**INSTRUCTIONS TO FOLLOW:**
Take the data below and extract the lines from the one with "stopped accepting requests." to the one with "filename crates/puzzle-pool/src/scheduler/mod.rs", inclusive, exactly as written.

━━ DATA PROVIDED ━━

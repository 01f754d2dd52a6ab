//! Caller-facing error types.

use crate::bridge::protocol::TaskKind;
use crate::worker::SpawnError;

/// Generic message used when a worker reports failure without saying why.
pub const UNKNOWN_WORKER_ERROR: &str = "unknown worker error";

/// Pool-level failures: construction and submission.
#[derive(Debug, thiserror::Error)]
pub enum PoolError {
    #[error("failed to start worker {worker}: {source}")]
    Spawn {
        worker: usize,
        #[source]
        source: SpawnError,
    },
    #[error("no tokio runtime available to run the pool coordinator")]
    NoRuntime,
    #[error("pool has been terminated")]
    Terminated,
}

/// Failure of a single task, delivered to the caller that submitted it.
#[derive(Debug, Clone, PartialEq, Eq, thiserror::Error)]
pub enum TaskError {
    /// The worker ran the task and reported an error.
    #[error("{0}")]
    Worker(String),
    /// The worker assigned to the task stopped accepting requests.
    #[error("worker unavailable")]
    WorkerUnavailable,
    /// The worker answered with a payload that does not fit the request.
    #[error("protocol error: {0}")]
    Protocol(String),
    /// The pool terminated before the task produced a result.
    #[error("task abandoned: pool terminated")]
    Abandoned,
}

impl TaskError {
    /// Worker-reported failure, falling back to a generic message when none was given.
    pub fn from_worker(message: Option<String>) -> Self {
        match message {
            Some(m) if !m.trim().is_empty() => Self::Worker(m),
            _ => Self::Worker(UNKNOWN_WORKER_ERROR.to_string()),
        }
    }

    pub(crate) fn missing_payload(kind: TaskKind) -> Self {
        Self::Protocol(format!("{kind} response carried no payload"))
    }

    pub(crate) fn wrong_payload(expected: TaskKind, got: TaskKind) -> Self {
        Self::Protocol(format!("expected {expected} result, got {got} result"))
    }
}
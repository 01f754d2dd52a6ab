use thiserror::Error;

#[derive(Debug, Clone, PartialEq, Eq, Error)]
pub enum EngineError {
    #[error("board must have 81 cells, got {0}")]
    InvalidLength(usize),

    #[error("invalid character '{ch}' at cell {index}")]
    InvalidCharacter { ch: char, index: usize },

    #[error("cell index {0} out of range")]
    InvalidIndex(usize),

    #[error("invalid value {value} at cell {index}")]
    InvalidValue { value: u8, index: usize },

    #[error("board has conflicting clues at cells {0:?}")]
    Conflicting(Vec<usize>),

    #[error("board has no solution")]
    Unsolvable,
}

pub type Result<T> = std::result::Result<T, EngineError>;
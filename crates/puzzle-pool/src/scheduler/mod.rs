//! Coordinator state: task queue, worker slots and pending completions.
//!
//! - `queue`: pending tasks, priority order, FIFO within a priority
//! - `slot`: per-worker `Idle` / `Busy(task)` / `Poisoned` state
//! - `dispatch`: the `Scheduler` tying them together with the reservation policy

mod dispatch;
mod queue;
mod slot;

pub use dispatch::{Dispatch, Scheduler};
pub use queue::{Completion, Task};
pub use slot::SlotState;
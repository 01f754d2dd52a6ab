//! Naked and hidden singles.

use crate::board::{CELLS, PEERS, UNITS};

use super::{CandidateGrid, Elimination, Placement, SolvingStep, Technique, bit, digits};

/// An empty cell with exactly one candidate left.
pub(super) fn naked_single(grid: &CandidateGrid) -> Option<SolvingStep> {
    let index = (0..CELLS).find(|&i| grid.is_empty(i) && grid.candidates(i).count_ones() == 1)?;
    let value = digits(grid.candidates(index)).next()?;
    Some(SolvingStep {
        technique: Technique::NakedSingle,
        placements: vec![Placement { index, value }],
        eliminations: peer_eliminations(grid, index, value),
        cause: Vec::new(),
    })
}

/// A digit that fits in only one cell of a unit.
pub(super) fn hidden_single(grid: &CandidateGrid) -> Option<SolvingStep> {
    for unit in &UNITS {
        for value in 1..=9 {
            let mut spots = unit.iter().copied().filter(|&i| grid.has(i, value));
            let (Some(index), None) = (spots.next(), spots.next()) else {
                continue;
            };

            let mut eliminations = peer_eliminations(grid, index, value);
            eliminations.extend(
                digits(grid.candidates(index) & !bit(value))
                    .map(|other| Elimination { index, value: other }),
            );
            return Some(SolvingStep {
                technique: Technique::HiddenSingle,
                placements: vec![Placement { index, value }],
                eliminations,
                cause: Vec::new(),
            });
        }
    }
    None
}

fn peer_eliminations(grid: &CandidateGrid, index: usize, value: u8) -> Vec<Elimination> {
    PEERS[index]
        .iter()
        .copied()
        .filter(|&peer| grid.has(peer, value))
        .map(|peer| Elimination { index: peer, value })
        .collect()
}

━━━

**SOLUTION FOR THIS TASK:**
    /// The worker assigned to the task stopped accepting requests.
    #[error("worker unavailable")]
    WorkerUnavailable,
    /// The worker answered with a payload that does not fit the request.
    #[error("protocol error: {0}")]
    Protocol(String),
    /// The pool terminated before the task produced a result.
    #[error("task abandoned: pool terminated")]
    Abandoned,
}

impl TaskError {
    /// Worker-reported failure, falling back to a generic message when none was given.
    pub fn from_worker(message: Option<String>) -> Self {
        match message {
            Some(m) if !m.trim().is_empty() => Self::Worker(m),
            _ => Self::Worker(UNKNOWN_WORKER_ERROR.to_string()),
        }
    }

    pub(crate) fn missing_payload(kind: TaskKind) -> Self {
        Self::Protocol(format!("{kind} response carried no payload"))
    }

    pub(crate) fn wrong_payload(expected: TaskKind, got: TaskKind) -> Self {
        Self::Protocol(format!("expected {expected} result, got {got} result"))
    }
}
repository 01f754d2dd52a6ab
use thiserror::Error;

#[derive(Debug, Clone, PartialEq, Eq, Error)]
pub enum EngineError {
    #[error("board must have 81 cells, got {0}")]
    InvalidLength(usize),

    #[error("invalid character '{ch}' at cell {index}")]
    InvalidCharacter { ch: char, index: usize },

    #[error("cell index {0} out of range")]
    InvalidIndex(usize),

    #[error("invalid value {value} at cell {index}")]
    InvalidValue { value: u8, index: usize },

    #[error("board has conflicting clues at cells {0:?}")]
    Conflicting(Vec<usize>),

    #[error("board has no solution")]
    Unsolvable,
}

pub type Result<T> = std::result::Result<T, EngineError>;
filename crates/puzzle-pool/src/scheduler/mod.rs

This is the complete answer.